As for masks, the cast is using them to identify the characters’ role in the show. For instance, Judge Danforth, and the young women who accuse others of witchcraft, wear red masks. This signifies evil. By contrast, Elizabeth wears a light pink mask. This reinforces her innocence. Director Zatko said that when audiences first see the actors, the masks may stand out. But as the production progresses, the goal is for the masks to become part of the characters.

Actually, the masks provide at least one light-hearted moment, Schauwecker said. Specifically, it comes when Abigail says to John, “Aye, my face. Can you see my face?” Obviously, the answer is that he can’t. Therefore,this moment provides comic relief in a mostly-dark play.

While distancing and mask requirements allowed cast members to make different character choices, the COVID-19 requirements presented challenges. For instance, cast members had to ensure that they spoke loud and clear enough behind their masks for audiences to understand them. In addition, Zatko had to choreograph every move to ensure the performers were maintaining proper distance. In fact, Schauwecker described rehearsals, in part, as choreographing “a big dance number.” However, Schauwecker added that she and her cast mates learned and were comfortable with the staging fairly quickly.

“Julie’s a great director, so she made us very comfortable very quickly,” the young actor said.

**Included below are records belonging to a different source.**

//! The type registry: the closed table of 79 attribute type tags.
//!
//! Each one-byte tag selects a component kind (one of eleven numeric kinds
//! or UTF-8 string) and an arity (a fixed component count of 1, 2, 3, 4, 9
//! or 16, or a length-prefixed array). The tag space is laid out in blocks:
//!
//! | Tags | Meaning |
//! |---|---|
//! | 0–11 | scalars: the eleven numeric kinds plus string |
//! | 12–22 | 2-component vectors of the eleven numeric kinds |
//! | 23–33 | 3-component vectors |
//! | 34–44 | 4-component vectors |
//! | 45–55 | 9-component vectors |
//! | 56–66 | 16-component vectors |
//! | 67–78 | arrays: the eleven numeric kinds plus string |
//!
//! String components exist only at arity 1 (scalar string, tag 11) and as
//! an array of strings (tag 78); there are no string vectors. The table is
//! immutable process-wide data with no extension hook: any tag byte of 79
//! or above is rejected with [`MugError::UnsupportedType`].

use crate::error::{MugError, Result};

/// The scalar category of a value's components.
#[derive(Debug, Clone, Copy, PartialEq, Eq, Hash)]
#[cfg_attr(feature = "serde", derive(serde::Serialize, serde::Deserialize))]
pub enum ComponentKind {
    /// Unsigned 8-bit integer.
    U8,
    /// Unsigned 16-bit integer.
    U16,
    /// Unsigned 32-bit integer.
    U32,
    /// Unsigned 64-bit integer.
    U64,
    /// Signed 8-bit integer (two's complement).
    I8,
    /// Signed 16-bit integer (two's complement).
    I16,
    /// Signed 32-bit integer (two's complement).
    I32,
    /// Signed 64-bit integer (two's complement).
    I64,
    /// IEEE-754 binary16 float.
    F16,
    /// IEEE-754 binary32 float.
    F32,
    /// IEEE-754 binary64 float.
    F64,
    /// UTF-8 string, length-prefixed on the wire.
    Str,
}

impl ComponentKind {
    /// Fixed on-wire byte width of one component.
    ///
    /// Strings return 0: their elements are self-delimiting (each carries
    /// its own VarUint length prefix) rather than fixed-width.
    pub fn width(self) -> usize {
        match self {
            Self::U8 | Self::I8 => 1,
            Self::U16 | Self::I16 | Self::F16 => 2,
            Self::U32 | Self::I32 | Self::F32 => 4,
            Self::U64 | Self::I64 | Self::F64 => 8,
            Self::Str => 0,
        }
    }
}

/// Number of components in a value.
#[derive(Debug, Clone, Copy, PartialEq, Eq, Hash)]
#[cfg_attr(feature = "serde", derive(serde::Serialize, serde::Deserialize))]
pub enum Arity {
    /// Exactly this many components, implied by the tag and never re-encoded
    /// on the wire. One of 1, 2, 3, 4, 9 or 16.
    Fixed(usize),
    /// Any number of components, preceded by a VarUint element count.
    Array,
}

/// A one-byte attribute type tag.
///
/// The discriminants are the wire values; the set is closed and exhaustive
/// over `[0, 78]`.
#[derive(Debug, Clone, Copy, PartialEq, Eq, Hash)]
#[cfg_attr(feature = "serde", derive(serde::Serialize, serde::Deserialize))]
#[repr(u8)]
#[allow(missing_docs)] // The block layout is documented at module level.
pub enum AttributeType {
    // 1 component
    U8 = 0,
    U16 = 1,
    U32 = 2,
    U64 = 3,
    I8 = 4,
    I16 = 5,
    I32 = 6,
    I64 = 7,
    F16 = 8,
    F32 = 9,
    F64 = 10,
    Str = 11,

    // 2 components
    U8X2 = 12,
    U16X2 = 13,
    U32X2 = 14,
    U64X2 = 15,
    I8X2 = 16,
    I16X2 = 17,
    I32X2 = 18,
    I64X2 = 19,
    F16X2 = 20,
    F32X2 = 21,
    F64X2 = 22,

    // 3 components
    U8X3 = 23,
    U16X3 = 24,
    U32X3 = 25,
    U64X3 = 26,
    I8X3 = 27,
    I16X3 = 28,
    I32X3 = 29,
    I64X3 = 30,
    F16X3 = 31,
    F32X3 = 32,
    F64X3 = 33,

    // 4 components
    U8X4 = 34,
    U16X4 = 35,
    U32X4 = 36,
    U64X4 = 37,
    I8X4 = 38,
    I16X4 = 39,
    I32X4 = 40,
    I64X4 = 41,
    F16X4 = 42,
    F32X4 = 43,
    F64X4 = 44,

    // 9 components
    U8X9 = 45,
    U16X9 = 46,
    U32X9 = 47,
    U64X9 = 48,
    I8X9 = 49,
    I16X9 = 50,
    I32X9 = 51,
    I64X9 = 52,
    F16X9 = 53,
    F32X9 = 54,
    F64X9 = 55,

    // 16 components
    U8X16 = 56,
    U16X16 = 57,
    U32X16 = 58,
    U64X16 = 59,
    I8X16 = 60,
    I16X16 = 61,
    I32X16 = 62,
    I64X16 = 63,
    F16X16 = 64,
    F32X16 = 65,
    F64X16 = 66,

    // N components
    U8Array = 67,
    U16Array = 68,
    U32Array = 69,
    U64Array = 70,
    I8Array = 71,
    I16Array = 72,
    I32Array = 73,
    I64Array = 74,
    F16Array = 75,
    F32Array = 76,
    F64Array = 77,
    StrArray = 78,
}

/// The eleven numeric kinds in tag order, shared by every vector block.
const NUMERIC_KINDS: [ComponentKind; 11] = [
    ComponentKind::U8,
    ComponentKind::U16,
    ComponentKind::U32,
    ComponentKind::U64,
    ComponentKind::I8,
    ComponentKind::I16,
    ComponentKind::I32,
    ComponentKind::I64,
    ComponentKind::F16,
    ComponentKind::F32,
    ComponentKind::F64,
];

/// The twelve kinds of the scalar and array blocks (numeric plus string).
const KINDS_WITH_STR: [ComponentKind; 12] = [
    ComponentKind::U8,
    ComponentKind::U16,
    ComponentKind::U32,
    ComponentKind::U64,
    ComponentKind::I8,
    ComponentKind::I16,
    ComponentKind::I32,
    ComponentKind::I64,
    ComponentKind::F16,
    ComponentKind::F32,
    ComponentKind::F64,
    ComponentKind::Str,
];

/// Fixed arities of the five vector blocks, in tag order.
const VECTOR_ARITIES: [usize; 5] = [2, 3, 4, 9, 16];

impl AttributeType {
    /// Total number of registered tags.
    pub const COUNT: usize = 79;

    /// Every tag in wire order; `ALL[tag]` is the tag with that discriminant.
    pub const ALL: [AttributeType; Self::COUNT] = [
        Self::U8,
        Self::U16,
        Self::U32,
        Self::U64,
        Self::I8,
        Self::I16,
        Self::I32,
        Self::I64,
        Self::F16,
        Self::F32,
        Self::F64,
        Self::Str,
        Self::U8X2,
        Self::U16X2,
        Self::U32X2,
        Self::U64X2,
        Self::I8X2,
        Self::I16X2,
        Self::I32X2,
        Self::I64X2,
        Self::F16X2,
        Self::F32X2,
        Self::F64X2,
        Self::U8X3,
        Self::U16X3,
        Self::U32X3,
        Self::U64X3,
        Self::I8X3,
        Self::I16X3,
        Self::I32X3,
        Self::I64X3,
        Self::F16X3,
        Self::F32X3,
        Self::F64X3,
        Self::U8X4,
        Self::U16X4,
        Self::U32X4,
        Self::U64X4,
        Self::I8X4,
        Self::I16X4,
        Self::I32X4,
        Self::I64X4,
        Self::F16X4,
        Self::F32X4,
        Self::F64X4,
        Self::U8X9,
        Self::U16X9,
        Self::U32X9,
        Self::U64X9,
        Self::I8X9,
        Self::I16X9,
        Self::I32X9,
        Self::I64X9,
        Self::F16X9,
        Self::F32X9,
        Self::F64X9,
        Self::U8X16,
        Self::U16X16,
        Self::U32X16,
        Self::U64X16,
        Self::I8X16,
        Self::I16X16,
        Self::I32X16,
        Self::I64X16,
        Self::F16X16,
        Self::F32X16,
        Self::F64X16,
        Self::U8Array,
        Self::U16Array,
        Self::U32Array,
        Self::U64Array,
        Self::I8Array,
        Self::I16Array,
        Self::I32Array,
        Self::I64Array,
        Self::F16Array,
        Self::F32Array,
        Self::F64Array,
        Self::StrArray,
    ];

    /// Looks up a raw tag byte, rejecting anything outside `[0, 78]`.
    pub fn from_u8(tag: u8) -> Result<Self> {
        Self::ALL
            .get(usize::from(tag))
            .copied()
            .ok_or(MugError::UnsupportedType(tag))
    }

    /// The registry lookup: the component kind and arity this tag implies.
    ///
    /// Computed from the block structure of the tag space rather than a
    /// 79-arm dispatch; the blocks are pinned down exhaustively in tests.
    pub fn layout(self) -> (ComponentKind, Arity) {
        let tag = self as u8;
        match tag {
            0..=11 => (KINDS_WITH_STR[usize::from(tag)], Arity::Fixed(1)),
            12..=66 => {
                let index = usize::from(tag - 12);
                let kind = NUMERIC_KINDS[index % NUMERIC_KINDS.len()];
                (kind, Arity::Fixed(VECTOR_ARITIES[index / NUMERIC_KINDS.len()]))
            }
            _ => (KINDS_WITH_STR[usize::from(tag - 67)], Arity::Array),
        }
    }

    /// The component kind this tag implies.
    pub fn kind(self) -> ComponentKind {
        self.layout().0
    }

    /// The arity this tag implies.
    pub fn arity(self) -> Arity {
        self.layout().1
    }
}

Cast members used a tape measure at every rehearsal to ensure that they were standing at least six feet apart. There were some tense moments during rehearsal. One of them involved Schauwecker. During the first rehearsal, she was so “in the moment” that she walked toward Proctor. As a result, “everyone started yelling” to remind her about the distance requirement. The reason Schauwecker was so “in the moment” is because that’s how she acts, she said.

“As an actor, I had to rewire everything I knew,” the teenager said. The distancing rules were “frustrating as an actor,” she added. Even so, the performers rehearsed and are performing together in an outdoor amphitheater. Within the large space, the theater is limiting spaces for live audiences to each performer’s immediate family. Others wishing to watch a performance can do so on Toledo Repertoire Theatre’s website. Find it by logging onto

Schauwecker said she is thrilled to perform in The Crucible. She learned about the opportunity after another company cancelled a production of Charlie and the Chocolate Factory.  Schauwecker was poised to perform the title role.

“I was so blessed to have The Crucible to fall back on,” she said. She added that Abigail was a “bucket list” role for her. Why? She’s attracted to the part because Abigail has many layers. Besides, she said she loves classic literature, and so the opportunity excited her.

“It turned out so fantastic,” Schauwecker said. “I feel I’ve learned so much about acting” as well as body language.

Farrugia said playing John Proctor proved to be a positive experience. Somehow, he didn’t envision his 5-8, 150-pound frame fitting into John’s body. Farrugia credits production director Julie Zatko and Bonnie Herrmann, Toledo Repertoire Theatre’s office and administrative manager, with pushing him to develop a perhaps less-explored side of John Proctor.

“I’ve had a lot of fun,” Farrugia said. “I’m beyond blessed that we’re performing at this beautiful amphitheater. if I could play the role again, I would absolutely love to.”

Cast members said that during rehearsal, they tried not to think about health officials possibly shutting down the production due to new coronavirus directives.

Speaking of health officials, they weren’t directly involved. Rather, Bonnie Herrmann submitted a proposal to health officials. It ensured that everyone involved in the production would take precautions necessary precautions.

Health officials never showed up. And so, the show is going on.

To some audiences, this production might look different from a pre-pandemic one.

Then again, it might not look so different.